Exercise description
What appears from the first line of the data below through the line containing "Values of different", both included, should be copied exactly, and nothing else.

--- Records for the task Enclosed Below ---

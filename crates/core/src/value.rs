//! Value types for unobserved cells
//!
//! This module defines:
//! - Value: Tagged union with one payload variant per [`Kind`]
//! - OpaqueObject: The featureless marker produced by the `Object` kind
//!
//! ## Comparison Rules
//!
//! - Values of the same kind use the payload's natural ordering
//! - Values of different kinds are incomparable (`partial_compare` is `None`)
//! - Opaque objects (and the null marker) have no ordering at all, not even
//!   against themselves
//! - Temporal values compare by instant: two offset timestamps naming the same
//!   UTC instant are equal regardless of offset

use crate::kind::Kind;
use chrono::{DateTime, FixedOffset, TimeDelta, Utc};
use rust_decimal::prelude::ToPrimitive;
use rust_decimal::Decimal;
use std::cmp::Ordering;
use std::fmt;
use uuid::Uuid;

/// Featureless marker object
///
/// Carries no data. Two markers are never ordered relative to each other.
#[derive(Debug, Clone, Copy, Default, PartialEq, Eq)]
pub struct OpaqueObject;

impl fmt::Display for OpaqueObject {
    fn fmt(&self, f: &mut fmt::Formatter<'_>) -> fmt::Result {
        f.write_str("object")
    }
}

/// A resolved value
///
/// One variant per [`Kind`], in the same order.
///
/// `PartialEq` is structural (same variant, equal payload). Cell equality is
/// defined separately by [`Unobserved::compare`](crate::Unobserved::compare).
#[derive(Debug, Clone, PartialEq)]
pub enum Value {
    /// Boolean
    Boolean(bool),
    /// Unsigned 8-bit integer
    Byte(u8),
    /// Single character
    Char(char),
    /// High-precision decimal
    Decimal(Decimal),
    /// Double-precision float
    Double(f64),
    /// Single-precision float
    Single(f32),
    /// Signed 32-bit integer
    Int32(i32),
    /// Signed 64-bit integer
    Int64(i64),
    /// Signed 8-bit integer
    SByte(i8),
    /// Signed 16-bit integer
    Int16(i16),
    /// Unsigned 32-bit integer
    UInt32(u32),
    /// Unsigned 64-bit integer
    UInt64(u64),
    /// Unsigned 16-bit integer
    UInt16(u16),
    /// Text string
    String(String),
    /// UTC timestamp
    Timestamp(DateTime<Utc>),
    /// Timestamp with a fixed UTC offset
    TimestampWithOffset(DateTime<FixedOffset>),
    /// Signed duration
    Duration(TimeDelta),
    /// Globally-unique identifier
    Uuid(Uuid),
    /// Opaque object; `None` is the null marker
    Object(Option<OpaqueObject>),
}

impl Value {
    /// The kind this value belongs to
    pub const fn kind(&self) -> Kind {
        match self {
            Value::Boolean(_) => Kind::Boolean,
            Value::Byte(_) => Kind::Byte,
            Value::Char(_) => Kind::Char,
            Value::Decimal(_) => Kind::Decimal,
            Value::Double(_) => Kind::Double,
            Value::Single(_) => Kind::Single,
            Value::Int32(_) => Kind::Int32,
            Value::Int64(_) => Kind::Int64,
            Value::SByte(_) => Kind::SByte,
            Value::Int16(_) => Kind::Int16,
            Value::UInt32(_) => Kind::UInt32,
            Value::UInt64(_) => Kind::UInt64,
            Value::UInt16(_) => Kind::UInt16,
            Value::String(_) => Kind::String,
            Value::Timestamp(_) => Kind::Timestamp,
            Value::TimestampWithOffset(_) => Kind::TimestampWithOffset,
            Value::Duration(_) => Kind::Duration,
            Value::Uuid(_) => Kind::Uuid,
            Value::Object(_) => Kind::Object,
        }
    }

    /// Returns the type name as a string (for log and error messages)
    pub const fn type_name(&self) -> &'static str {
        self.kind().name()
    }

    /// Check if this value is the null object marker
    pub fn is_null(&self) -> bool {
        matches!(self, Value::Object(None))
    }

    /// Try to get as bool
    pub fn as_bool(&self) -> Option<bool> {
        match self {
            Value::Boolean(b) => Some(*b),
            _ => None,
        }
    }

    /// Try to get as string slice
    pub fn as_str(&self) -> Option<&str> {
        match self {
            Value::String(s) => Some(s),
            _ => None,
        }
    }

    /// Try to get any integer variant as i64
    ///
    /// Returns `None` for non-integers and for `UInt64` values above `i64::MAX`.
    pub fn as_i64(&self) -> Option<i64> {
        match self {
            Value::Byte(v) => Some(i64::from(*v)),
            Value::SByte(v) => Some(i64::from(*v)),
            Value::Int16(v) => Some(i64::from(*v)),
            Value::UInt16(v) => Some(i64::from(*v)),
            Value::Int32(v) => Some(i64::from(*v)),
            Value::UInt32(v) => Some(i64::from(*v)),
            Value::Int64(v) => Some(*v),
            Value::UInt64(v) => i64::try_from(*v).ok(),
            _ => None,
        }
    }

    /// Try to get any numeric variant as f64 (may lose precision)
    pub fn as_f64(&self) -> Option<f64> {
        match self {
            Value::Double(v) => Some(*v),
            Value::Single(v) => Some(f64::from(*v)),
            Value::Decimal(v) => v.to_f64(),
            Value::UInt64(v) => Some(*v as f64),
            other => other.as_i64().map(|v| v as f64),
        }
    }

    /// Compare two values by their natural ordering
    ///
    /// Returns `None` when the pair has no ordering: different kinds, opaque
    /// objects, or float NaN.
    pub fn partial_compare(&self, other: &Value) -> Option<Ordering> {
        match (self, other) {
            (Value::Boolean(a), Value::Boolean(b)) => a.partial_cmp(b),
            (Value::Byte(a), Value::Byte(b)) => a.partial_cmp(b),
            (Value::Char(a), Value::Char(b)) => a.partial_cmp(b),
            (Value::Decimal(a), Value::Decimal(b)) => a.partial_cmp(b),
            (Value::Double(a), Value::Double(b)) => a.partial_cmp(b),
            (Value::Single(a), Value::Single(b)) => a.partial_cmp(b),
            (Value::Int32(a), Value::Int32(b)) => a.partial_cmp(b),
            (Value::Int64(a), Value::Int64(b)) => a.partial_cmp(b),
            (Value::SByte(a), Value::SByte(b)) => a.partial_cmp(b),
            (Value::Int16(a), Value::Int16(b)) => a.partial_cmp(b),
            (Value::UInt32(a), Value::UInt32(b)) => a.partial_cmp(b),
            (Value::UInt64(a), Value::UInt64(b)) => a.partial_cmp(b),
            (Value::UInt16(a), Value::UInt16(b)) => a.partial_cmp(b),
            (Value::String(a), Value::String(b)) => a.partial_cmp(b),
            (Value::Timestamp(a), Value::Timestamp(b)) => a.partial_cmp(b),
            (Value::TimestampWithOffset(a), Value::TimestampWithOffset(b)) => a.partial_cmp(b),
            (Value::Duration(a), Value::Duration(b)) => a.partial_cmp(b),
            (Value::Uuid(a), Value::Uuid(b)) => a.partial_cmp(b),
            _ => None,
        }
    }
}

impl fmt::Display for Value {
    fn fmt(&self, f: &mut fmt::Formatter<'_>) -> fmt::Result {
        match self {
            Value::Boolean(v) => write!(f, "{}", v),
            Value::Byte(v) => write!(f, "{}", v),
            Value::Char(v) => write!(f, "{}", v),
            Value::Decimal(v) => write!(f, "{}", v),
            Value::Double(v) => write!(f, "{}", v),
            Value::Single(v) => write!(f, "{}", v),
            Value::Int32(v) => write!(f, "{}", v),
            Value::Int64(v) => write!(f, "{}", v),
            Value::SByte(v) => write!(f, "{}", v),
            Value::Int16(v) => write!(f, "{}", v),
            Value::UInt32(v) => write!(f, "{}", v),
            Value::UInt64(v) => write!(f, "{}", v),
            Value::UInt16(v) => write!(f, "{}", v),
            Value::String(v) => f.write_str(v),
            Value::Timestamp(v) => write!(f, "{}", v),
            Value::TimestampWithOffset(v) => write!(f, "{}", v),
            Value::Duration(v) => write!(f, "{}", v),
            Value::Uuid(v) => write!(f, "{}", v),
            Value::Object(Some(v)) => write!(f, "{}", v),
            Value::Object(None) => f.write_str("null"),
        }
    }
}

impl From<bool> for Value {
    fn from(b: bool) -> Self {
        Value::Boolean(b)
    }
}

impl From<i32> for Value {
    fn from(i: i32) -> Self {
        Value::Int32(i)
    }
}

impl From<i64> for Value {
    fn from(i: i64) -> Self {
        Value::Int64(i)
    }
}

impl From<f64> for Value {
    fn from(f: f64) -> Self {
        Value::Double(f)
    }
}

impl From<&str> for Value {
    fn from(s: &str) -> Self {
        Value::String(s.to_string())
    }
}

impl From<String> for Value {
    fn from(s: String) -> Self {
        Value::String(s)
    }
}

impl From<Uuid> for Value {
    fn from(u: Uuid) -> Self {
        Value::Uuid(u)
    }
}

impl From<DateTime<Utc>> for Value {
    fn from(t: DateTime<Utc>) -> Self {
        Value::Timestamp(t)
    }
}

--- End of Enclosed Records for the task ---

Solution for this exercise
filename crates/core/src/value.rs
//! Value types for unobserved cells
//!
//! This module defines:
//! - Value: Tagged union with one payload variant per [`Kind`]
//! - OpaqueObject: The featureless marker produced by the `Object` kind
//!
//! ## Comparison Rules
//!
//! - Values of the same kind use the payload's natural ordering
//! - Values of different kinds are incomparable (`partial_compare` is `None`)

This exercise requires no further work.